- Collected data entries -
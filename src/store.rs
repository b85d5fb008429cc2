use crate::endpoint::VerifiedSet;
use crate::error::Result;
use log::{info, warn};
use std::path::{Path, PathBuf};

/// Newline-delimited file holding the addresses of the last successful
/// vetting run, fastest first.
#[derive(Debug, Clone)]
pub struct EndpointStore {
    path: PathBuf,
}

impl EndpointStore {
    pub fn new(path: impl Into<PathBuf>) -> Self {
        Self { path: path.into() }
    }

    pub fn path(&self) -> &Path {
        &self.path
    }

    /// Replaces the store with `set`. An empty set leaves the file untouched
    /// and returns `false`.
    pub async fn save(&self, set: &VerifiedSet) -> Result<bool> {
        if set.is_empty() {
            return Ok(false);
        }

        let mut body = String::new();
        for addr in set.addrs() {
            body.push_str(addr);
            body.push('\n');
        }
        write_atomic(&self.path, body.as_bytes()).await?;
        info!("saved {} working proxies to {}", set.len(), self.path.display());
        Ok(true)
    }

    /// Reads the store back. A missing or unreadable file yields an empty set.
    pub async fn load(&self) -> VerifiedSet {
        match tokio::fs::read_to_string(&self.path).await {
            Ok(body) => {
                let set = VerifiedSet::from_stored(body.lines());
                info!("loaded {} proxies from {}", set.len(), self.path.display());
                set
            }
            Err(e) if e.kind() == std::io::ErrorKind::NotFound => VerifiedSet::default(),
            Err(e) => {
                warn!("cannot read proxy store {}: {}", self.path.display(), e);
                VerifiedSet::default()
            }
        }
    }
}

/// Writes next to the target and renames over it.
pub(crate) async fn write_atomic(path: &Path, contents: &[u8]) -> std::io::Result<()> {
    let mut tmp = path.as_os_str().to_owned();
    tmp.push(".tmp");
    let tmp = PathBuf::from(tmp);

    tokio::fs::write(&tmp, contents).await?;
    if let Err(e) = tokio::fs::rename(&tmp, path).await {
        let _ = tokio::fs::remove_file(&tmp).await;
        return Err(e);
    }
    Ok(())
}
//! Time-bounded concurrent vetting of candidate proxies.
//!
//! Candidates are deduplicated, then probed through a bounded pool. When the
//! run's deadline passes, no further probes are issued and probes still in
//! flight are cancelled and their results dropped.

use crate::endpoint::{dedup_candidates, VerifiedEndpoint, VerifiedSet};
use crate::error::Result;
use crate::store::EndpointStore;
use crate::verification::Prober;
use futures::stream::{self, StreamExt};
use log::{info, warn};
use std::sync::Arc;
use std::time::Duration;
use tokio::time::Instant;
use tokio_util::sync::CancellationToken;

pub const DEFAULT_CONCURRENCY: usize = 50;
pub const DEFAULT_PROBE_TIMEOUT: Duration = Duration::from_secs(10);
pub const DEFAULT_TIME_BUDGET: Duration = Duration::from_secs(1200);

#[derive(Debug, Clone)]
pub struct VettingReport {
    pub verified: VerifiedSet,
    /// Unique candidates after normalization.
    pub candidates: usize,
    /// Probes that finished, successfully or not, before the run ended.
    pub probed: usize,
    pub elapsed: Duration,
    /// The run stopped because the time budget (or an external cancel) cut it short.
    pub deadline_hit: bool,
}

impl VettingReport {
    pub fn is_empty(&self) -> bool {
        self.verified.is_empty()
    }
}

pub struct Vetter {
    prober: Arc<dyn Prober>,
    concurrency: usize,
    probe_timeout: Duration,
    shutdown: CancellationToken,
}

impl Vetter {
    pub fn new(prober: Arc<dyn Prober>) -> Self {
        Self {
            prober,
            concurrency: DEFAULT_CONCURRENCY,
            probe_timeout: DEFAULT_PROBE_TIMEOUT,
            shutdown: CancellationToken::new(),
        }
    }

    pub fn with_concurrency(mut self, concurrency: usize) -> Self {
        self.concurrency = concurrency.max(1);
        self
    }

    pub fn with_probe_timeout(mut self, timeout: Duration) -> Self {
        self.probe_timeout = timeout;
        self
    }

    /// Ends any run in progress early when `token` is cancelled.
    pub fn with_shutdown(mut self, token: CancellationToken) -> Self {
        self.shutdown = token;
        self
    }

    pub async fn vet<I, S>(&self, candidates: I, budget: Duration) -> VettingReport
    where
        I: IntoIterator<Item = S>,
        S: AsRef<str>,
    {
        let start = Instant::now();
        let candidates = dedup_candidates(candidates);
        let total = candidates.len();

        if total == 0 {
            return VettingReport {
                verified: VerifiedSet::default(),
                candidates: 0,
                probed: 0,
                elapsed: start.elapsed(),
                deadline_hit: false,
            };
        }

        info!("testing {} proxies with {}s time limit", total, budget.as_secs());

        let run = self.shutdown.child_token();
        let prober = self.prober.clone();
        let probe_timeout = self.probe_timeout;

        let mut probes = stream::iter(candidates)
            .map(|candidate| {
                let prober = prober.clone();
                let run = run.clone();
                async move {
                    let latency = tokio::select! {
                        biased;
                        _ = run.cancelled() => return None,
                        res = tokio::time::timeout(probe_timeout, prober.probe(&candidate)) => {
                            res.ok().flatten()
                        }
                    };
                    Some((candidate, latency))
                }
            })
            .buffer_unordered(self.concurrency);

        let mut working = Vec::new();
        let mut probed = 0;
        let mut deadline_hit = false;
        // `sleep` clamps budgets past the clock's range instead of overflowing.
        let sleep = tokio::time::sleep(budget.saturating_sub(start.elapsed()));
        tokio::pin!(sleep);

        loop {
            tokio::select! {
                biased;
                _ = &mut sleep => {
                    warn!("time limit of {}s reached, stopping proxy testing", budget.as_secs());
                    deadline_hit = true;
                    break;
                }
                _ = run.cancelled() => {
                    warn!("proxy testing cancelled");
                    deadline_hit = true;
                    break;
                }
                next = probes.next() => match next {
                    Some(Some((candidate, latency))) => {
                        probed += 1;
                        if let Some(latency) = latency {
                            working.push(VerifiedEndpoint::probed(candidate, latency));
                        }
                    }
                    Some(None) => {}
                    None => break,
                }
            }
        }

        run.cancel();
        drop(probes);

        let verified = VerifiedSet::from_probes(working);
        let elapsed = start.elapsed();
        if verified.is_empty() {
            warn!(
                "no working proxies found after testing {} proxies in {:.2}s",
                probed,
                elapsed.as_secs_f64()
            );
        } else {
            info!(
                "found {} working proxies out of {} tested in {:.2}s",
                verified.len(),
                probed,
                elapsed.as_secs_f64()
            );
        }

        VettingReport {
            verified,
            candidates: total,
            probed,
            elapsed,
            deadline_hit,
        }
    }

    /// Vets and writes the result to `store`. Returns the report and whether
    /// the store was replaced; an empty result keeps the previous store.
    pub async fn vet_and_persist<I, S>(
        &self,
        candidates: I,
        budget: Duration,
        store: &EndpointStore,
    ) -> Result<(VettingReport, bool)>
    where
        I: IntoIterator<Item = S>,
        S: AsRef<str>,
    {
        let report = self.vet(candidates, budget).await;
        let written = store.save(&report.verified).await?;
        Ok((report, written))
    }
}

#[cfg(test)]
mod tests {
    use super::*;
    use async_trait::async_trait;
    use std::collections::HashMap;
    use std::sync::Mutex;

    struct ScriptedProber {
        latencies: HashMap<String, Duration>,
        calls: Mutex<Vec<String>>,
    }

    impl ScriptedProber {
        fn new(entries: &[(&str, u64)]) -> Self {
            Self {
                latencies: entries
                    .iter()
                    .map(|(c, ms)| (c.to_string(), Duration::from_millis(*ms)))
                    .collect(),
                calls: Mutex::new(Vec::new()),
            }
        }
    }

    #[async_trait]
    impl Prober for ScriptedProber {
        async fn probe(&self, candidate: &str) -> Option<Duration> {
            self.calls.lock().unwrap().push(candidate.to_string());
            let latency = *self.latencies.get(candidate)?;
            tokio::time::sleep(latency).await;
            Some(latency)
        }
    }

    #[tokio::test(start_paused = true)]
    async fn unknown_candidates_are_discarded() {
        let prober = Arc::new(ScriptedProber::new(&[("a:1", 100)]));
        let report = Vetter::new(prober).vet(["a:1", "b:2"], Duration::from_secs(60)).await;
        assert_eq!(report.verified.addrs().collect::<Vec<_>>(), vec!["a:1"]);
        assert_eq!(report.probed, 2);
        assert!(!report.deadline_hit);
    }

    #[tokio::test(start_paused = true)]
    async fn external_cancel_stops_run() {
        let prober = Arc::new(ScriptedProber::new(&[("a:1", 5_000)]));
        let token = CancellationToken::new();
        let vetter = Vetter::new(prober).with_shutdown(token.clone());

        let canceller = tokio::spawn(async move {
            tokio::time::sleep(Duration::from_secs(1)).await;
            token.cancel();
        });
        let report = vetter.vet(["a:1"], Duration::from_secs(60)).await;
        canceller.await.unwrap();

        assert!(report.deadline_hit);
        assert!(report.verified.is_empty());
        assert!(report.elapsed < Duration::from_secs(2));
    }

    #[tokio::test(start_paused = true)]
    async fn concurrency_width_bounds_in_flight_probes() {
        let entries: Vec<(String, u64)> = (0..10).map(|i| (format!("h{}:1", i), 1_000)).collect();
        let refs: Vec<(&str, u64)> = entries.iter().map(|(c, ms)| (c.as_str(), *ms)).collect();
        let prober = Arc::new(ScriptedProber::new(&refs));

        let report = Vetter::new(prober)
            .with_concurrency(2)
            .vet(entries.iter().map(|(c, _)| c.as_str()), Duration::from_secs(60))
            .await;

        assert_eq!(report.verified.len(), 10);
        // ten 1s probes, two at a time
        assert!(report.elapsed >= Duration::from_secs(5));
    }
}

- Problem -
Using the entries above, find all lines with "select". Copy them.

- Worked solution -
                    let latency = tokio::select! {
            tokio::select! {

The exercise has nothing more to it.